For a preview of AOC event and a look at the RF and microwave trends in EW and military communications, applications, I sat down with Mike Jones, a Senior Systems Integration Engineer at Analog Devices, Inc. (ADI). Following are several excerpts:
McHALE: What are systems designers of electronic warfare systems looking from in RF and microwave components? What requirements are driving new systems?
JONES: To meet the increasing demand for software configurable front ends, system designers desire both wideband frequency tuning ranges as well as wide instantaneous bandwidths while still maintaining or otherwise shrinking the overall RF/microwave front-end footprint. This wideband nature also sets forth challenging requirements that allow configurability within these bands in the form of gain control, frequency selectivity, and fast response times.
McHALE: The theme of this year’s AOC Symposium is electromagnetic spectrum warfare. What does that mean from your perspective?

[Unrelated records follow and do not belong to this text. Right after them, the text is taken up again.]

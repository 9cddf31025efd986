use thiserror::Error;

#[derive(Error, Debug, Clone, PartialEq)]
pub enum CoreError {
    /// Malformed or missing numeric input for a distribution.
    #[error("Invalid {distribution} parameters: {message}")]
    InvalidParameter {
        distribution: String,
        message: String,
    },

    #[error("{0}")]
    UnsupportedType(String),

    /// Input that is well-formed but carries nothing to test (e.g. zero observations).
    #[error("{0}")]
    DegenerateInput(String),

    #[error("Total probability mass is zero for the {0} distribution with the given parameters.")]
    ZeroMass(String),

    #[error("Computation error: {0}")]
    Computation(String),

    #[error("Validation error: {0}")]
    Validation(String),
}

impl CoreError {
    pub fn invalid_parameter(distribution: impl Into<String>, message: impl Into<String>) -> Self {
        CoreError::InvalidParameter {
            distribution: distribution.into(),
            message: message.into(),
        }
    }
}

pub type Result<T> = std::result::Result<T, CoreError>;

impl From<validator::ValidationErrors> for CoreError {
    fn from(errors: validator::ValidationErrors) -> Self {
        CoreError::Validation(errors.to_string())
    }
}
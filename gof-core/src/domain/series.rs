use serde::{Deserialize, Serialize};

use crate::error::{CoreError, Result};

pub const TOTAL_TOO_LARGE: &str = "The total number of observations is too large to analyze.";

/// Observed counts, one per ordered bin. Bin indices are 1-based.
#[derive(Debug, Clone, Serialize, Deserialize, PartialEq, Eq)]
#[serde(try_from = "Vec<u64>", into = "Vec<u64>")]
pub struct ObservedSeries(Vec<u64>);

impl ObservedSeries {
    pub fn new(counts: Vec<u64>) -> Result<Self> {
        if counts.is_empty() {
            return Err(CoreError::Validation(
                "observed series must contain at least one bin".to_string(),
            ));
        }
        if counts.iter().try_fold(0u64, |acc, &c| acc.checked_add(c)).is_none() {
            return Err(CoreError::Validation(TOTAL_TOO_LARGE.to_string()));
        }
        Ok(Self(counts))
    }

    /// Build a series from signed client input, rejecting negative counts.
    pub fn from_signed(counts: &[i64]) -> Result<Self> {
        let counts = counts
            .iter()
            .map(|&c| u64::try_from(c))
            .collect::<std::result::Result<Vec<_>, _>>()
            .map_err(|_| {
                CoreError::Validation("Observed counts must be non-negative integers.".to_string())
            })?;
        Self::new(counts)
    }

    pub fn counts(&self) -> &[u64] {
        &self.0
    }

    pub fn num_bins(&self) -> usize {
        self.0.len()
    }

    /// Sum of all counts; construction guarantees it fits in a `u64`.
    pub fn total(&self) -> u64 {
        self.0.iter().fold(0u64, |acc, &c| acc.saturating_add(c))
    }

    /// Pairs of `(bin_index, count)` with 1-based bin indices.
    pub fn bins(&self) -> impl Iterator<Item = (usize, u64)> + '_ {
        self.0.iter().enumerate().map(|(i, &c)| (i + 1, c))
    }
}

impl TryFrom<Vec<u64>> for ObservedSeries {
    type Error = CoreError;

    fn try_from(counts: Vec<u64>) -> Result<Self> {
        Self::new(counts)
    }
}

impl From<ObservedSeries> for Vec<u64> {
    fn from(series: ObservedSeries) -> Self {
        series.0
    }
}

/// Observed and expected frequencies after adjacent low-expected bins were merged.
#[derive(Debug, Clone, Default, Serialize, Deserialize, PartialEq)]
pub struct GroupedCategories {
    pub observed: Vec<u64>,
    pub expected: Vec<f64>,
}

impl GroupedCategories {
    pub fn push(&mut self, observed: u64, expected: f64) {
        self.observed.push(observed);
        self.expected.push(expected);
    }

    pub fn len(&self) -> usize {
        self.observed.len()
    }

    pub fn is_empty(&self) -> bool {
        self.observed.is_empty()
    }

    pub fn total_observed(&self) -> u64 {
        self.observed.iter().sum()
    }

    pub fn total_expected(&self) -> f64 {
        self.expected.iter().sum()
    }

    /// Number of categories whose expected frequency is below `threshold`.
    pub fn below_threshold(&self, threshold: f64) -> usize {
        self.expected.iter().filter(|&&e| e < threshold).count()
    }
}
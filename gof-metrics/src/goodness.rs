pub mod chi_square;
pub mod kolmogorov_smirnov;

pub use chi_square::*;
pub use kolmogorov_smirnov::*;
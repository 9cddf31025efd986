use serde::{Deserialize, Serialize};
use std::{fmt, str::FromStr};

use crate::error::{CoreError, Result};

// ===== Distribution and Test Kinds =====

#[derive(Debug, Clone, Copy, Serialize, Deserialize, PartialEq, Eq, Hash)]
#[serde(rename_all = "lowercase")]
pub enum DistributionKind {
    Poisson,
    Normal,
}

impl DistributionKind {
    pub fn as_str(&self) -> &'static str {
        match self {
            DistributionKind::Poisson => "poisson",
            DistributionKind::Normal => "normal",
        }
    }

    /// Capitalized name used in human-readable conclusions.
    pub fn display_name(&self) -> &'static str {
        match self {
            DistributionKind::Poisson => "Poisson",
            DistributionKind::Normal => "Normal",
        }
    }
}

impl fmt::Display for DistributionKind {
    fn fmt(&self, f: &mut fmt::Formatter<'_>) -> fmt::Result {
        f.write_str(self.as_str())
    }
}

impl FromStr for DistributionKind {
    type Err = CoreError;

    fn from_str(s: &str) -> Result<Self> {
        match s {
            "poisson" => Ok(DistributionKind::Poisson),
            "normal" => Ok(DistributionKind::Normal),
            other => Err(CoreError::UnsupportedType(format!(
                "Unsupported distribution type: '{}'",
                other
            ))),
        }
    }
}

#[derive(Debug, Clone, Copy, Serialize, Deserialize, PartialEq, Eq, Hash)]
#[serde(rename_all = "snake_case")]
pub enum TestKind {
    ChiSquare,
    KolmogorovSmirnov,
}

impl TestKind {
    pub fn as_str(&self) -> &'static str {
        match self {
            TestKind::ChiSquare => "chi_square",
            TestKind::KolmogorovSmirnov => "kolmogorov_smirnov",
        }
    }

    pub fn display_name(&self) -> &'static str {
        match self {
            TestKind::ChiSquare => "Chi-square",
            TestKind::KolmogorovSmirnov => "Kolmogorov-Smirnov",
        }
    }
}

impl fmt::Display for TestKind {
    fn fmt(&self, f: &mut fmt::Formatter<'_>) -> fmt::Result {
        f.write_str(self.as_str())
    }
}

impl FromStr for TestKind {
    type Err = CoreError;

    fn from_str(s: &str) -> Result<Self> {
        match s {
            "chi_square" => Ok(TestKind::ChiSquare),
            "kolmogorov_smirnov" => Ok(TestKind::KolmogorovSmirnov),
            other => Err(CoreError::UnsupportedType(format!(
                "Unsupported test type: '{}'",
                other
            ))),
        }
    }
}

// ===== Raw Parameters =====

/// A numeric parameter as it arrives from a client: either a JSON number or a
/// numeric string such as `"2.5"`.
#[derive(Debug, Clone, Serialize, Deserialize, PartialEq)]
#[serde(untagged)]
pub enum ParameterValue {
    Number(f64),
    Text(String),
}

impl ParameterValue {
    pub fn as_f64(&self) -> Option<f64> {
        match self {
            ParameterValue::Number(n) => Some(*n),
            ParameterValue::Text(s) => s.trim().parse::<f64>().ok(),
        }
    }
}

impl From<f64> for ParameterValue {
    fn from(value: f64) -> Self {
        ParameterValue::Number(value)
    }
}

impl From<&str> for ParameterValue {
    fn from(value: &str) -> Self {
        ParameterValue::Text(value.to_string())
    }
}

/// Unvalidated distribution parameters shared by every request shape.
#[derive(Debug, Clone, Default, Serialize, Deserialize, PartialEq)]
#[serde(rename_all = "camelCase")]
pub struct DistributionParameters {
    #[serde(default, skip_serializing_if = "Option::is_none")]
    pub lambda: Option<ParameterValue>,
    #[serde(default, skip_serializing_if = "Option::is_none")]
    pub mean: Option<ParameterValue>,
    #[serde(default, skip_serializing_if = "Option::is_none")]
    pub std_dev: Option<ParameterValue>,
}

impl DistributionParameters {
    pub fn poisson(lambda: impl Into<ParameterValue>) -> Self {
        Self {
            lambda: Some(lambda.into()),
            ..Self::default()
        }
    }

    pub fn normal(mean: impl Into<ParameterValue>, std_dev: impl Into<ParameterValue>) -> Self {
        Self {
            mean: Some(mean.into()),
            std_dev: Some(std_dev.into()),
            ..Self::default()
        }
    }

    /// Resolve the parameters required by `kind` into a validated [`DistributionSpec`].
    pub fn resolve(&self, kind: DistributionKind) -> Result<DistributionSpec> {
        let name = kind.display_name();
        match kind {
            DistributionKind::Poisson => {
                let lambda = required(name, "lambda", self.lambda.as_ref())?;
                DistributionSpec::poisson(lambda)
            }
            DistributionKind::Normal => {
                let mean = required(name, "mean", self.mean.as_ref())?;
                let std_dev = required(name, "stdDev", self.std_dev.as_ref())?;
                DistributionSpec::normal(mean, std_dev)
            }
        }
    }
}

fn required(distribution: &str, field: &str, value: Option<&ParameterValue>) -> Result<f64> {
    let value = value.ok_or_else(|| {
        CoreError::invalid_parameter(distribution, format!("{} was not provided", field))
    })?;

    value.as_f64().ok_or_else(|| {
        CoreError::invalid_parameter(distribution, format!("{} is not a number", field))
    })
}

// ===== Validated Distribution =====

#[derive(Debug, Clone, Copy, Serialize, PartialEq)]
#[serde(tag = "distributionType", rename_all = "lowercase")]
pub enum DistributionSpec {
    Poisson {
        lambda: f64,
    },
    Normal {
        mean: f64,
        #[serde(rename = "stdDev")]
        std_dev: f64,
    },
}

impl DistributionSpec {
    pub fn poisson(lambda: f64) -> Result<Self> {
        if !lambda.is_finite() || lambda <= 0.0 {
            return Err(CoreError::invalid_parameter(
                "Poisson",
                "lambda must be a positive finite number",
            ));
        }
        Ok(DistributionSpec::Poisson { lambda })
    }

    pub fn normal(mean: f64, std_dev: f64) -> Result<Self> {
        if !mean.is_finite() {
            return Err(CoreError::invalid_parameter("Normal", "mean must be a finite number"));
        }
        if !std_dev.is_finite() || std_dev <= 0.0 {
            return Err(CoreError::invalid_parameter(
                "Normal",
                "stdDev must be a positive finite number",
            ));
        }
        Ok(DistributionSpec::Normal { mean, std_dev })
    }

    pub fn kind(&self) -> DistributionKind {
        match self {
            DistributionSpec::Poisson { .. } => DistributionKind::Poisson,
            DistributionSpec::Normal { .. } => DistributionKind::Normal,
        }
    }

    pub fn display_name(&self) -> &'static str {
        self.kind().display_name()
    }
}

JONES: Efficiently leveraging the available electromagnetic spectrum is paramount to most defense systems. Having the ability to be agile in terms of frequency of operation, gain profiles at these frequencies, and the spatial distribution of these frequencies at any given time is often required. ADI provides solutions in this domain at both the IC [integrated circuit] level as well as at the subsystem level.
McHALE: How do you enable success in this concept at the RF and microwave level? What are the performance drivers? Be as specific as possible.
JONES: Analog Devices now integrates historically disparate functions such as tunable filters, digital step attenuators, mixers, and gain stages into single monolithic multifunction RFICs [radio-frequency integrated circuits]. This integration shrinks the overall RF front-end footprint while allowing reconfigurable and agile RF/microwave control mechanisms, which allows customers maximum flexibility with their designs. Leveraging the vertical integration within ADI from the variety of RFICs within its portfolio (PLL synthesizer ICs, power distribution network ICs, RF/microwave multifunction ICs and RF analog-to-digital/digital-to-analog converters), ADI is also providing commercial off-the-shelf (COTS) subsystem designs in the form of software-defined radios (SDRs) and system-on-modules (SOMs).
McHALE: What does ADI expect to showcase at AOC this week?
JONES: We plan to showcase a handful of our wideband RF front ends to 55 GHz as well as our wideband and narrowband SOMs and SDRs and other subsystem-level solutions.
The demonstrations include:
- Wideband RF Front-End Demo with Apollo MxFE: The wideband RF front-end demo with Apollo MxFE technology addresses many wideband architectural challenges by showcasing a complete RF front-end solution.
- Jupiter + Navassa: The Jupiter RF agile SDR-in-a-box platform supports SDR applications from early concept to real-world use cases. This demo shows how it provides flexibility in evaluating and prototyping across different environments and how multiple systems can be synchronized for large MIMO [multiple-input and multiple-output] applications.
- Apollo MxFE: Direct RF Sampling at 40 GS/sec: In EW and communication intelligence (COMINT) systems, there has long been a desire for the continuous scanning capability across 2 GHz to 18 GHz, all in a single Nyquist. This demo shows how on-chip digital signal processing resources can be leveraged to cancel image artifacts that appear across the Nyquist boundary.
- ADSY1100: A 4-Channel Transmit/Receive, 0.1 GHz to 20 GHz 3UVPX Tuner + Digitizer + Processor System on Module: This demo shows features a 4-channel transmit, 4-channel receive 3U VPX tuner plus digitizer platform all contained within a single 1-inch-pitch chassis, developed leveraging a multichannel high speed digitizer integrated circuit (IC).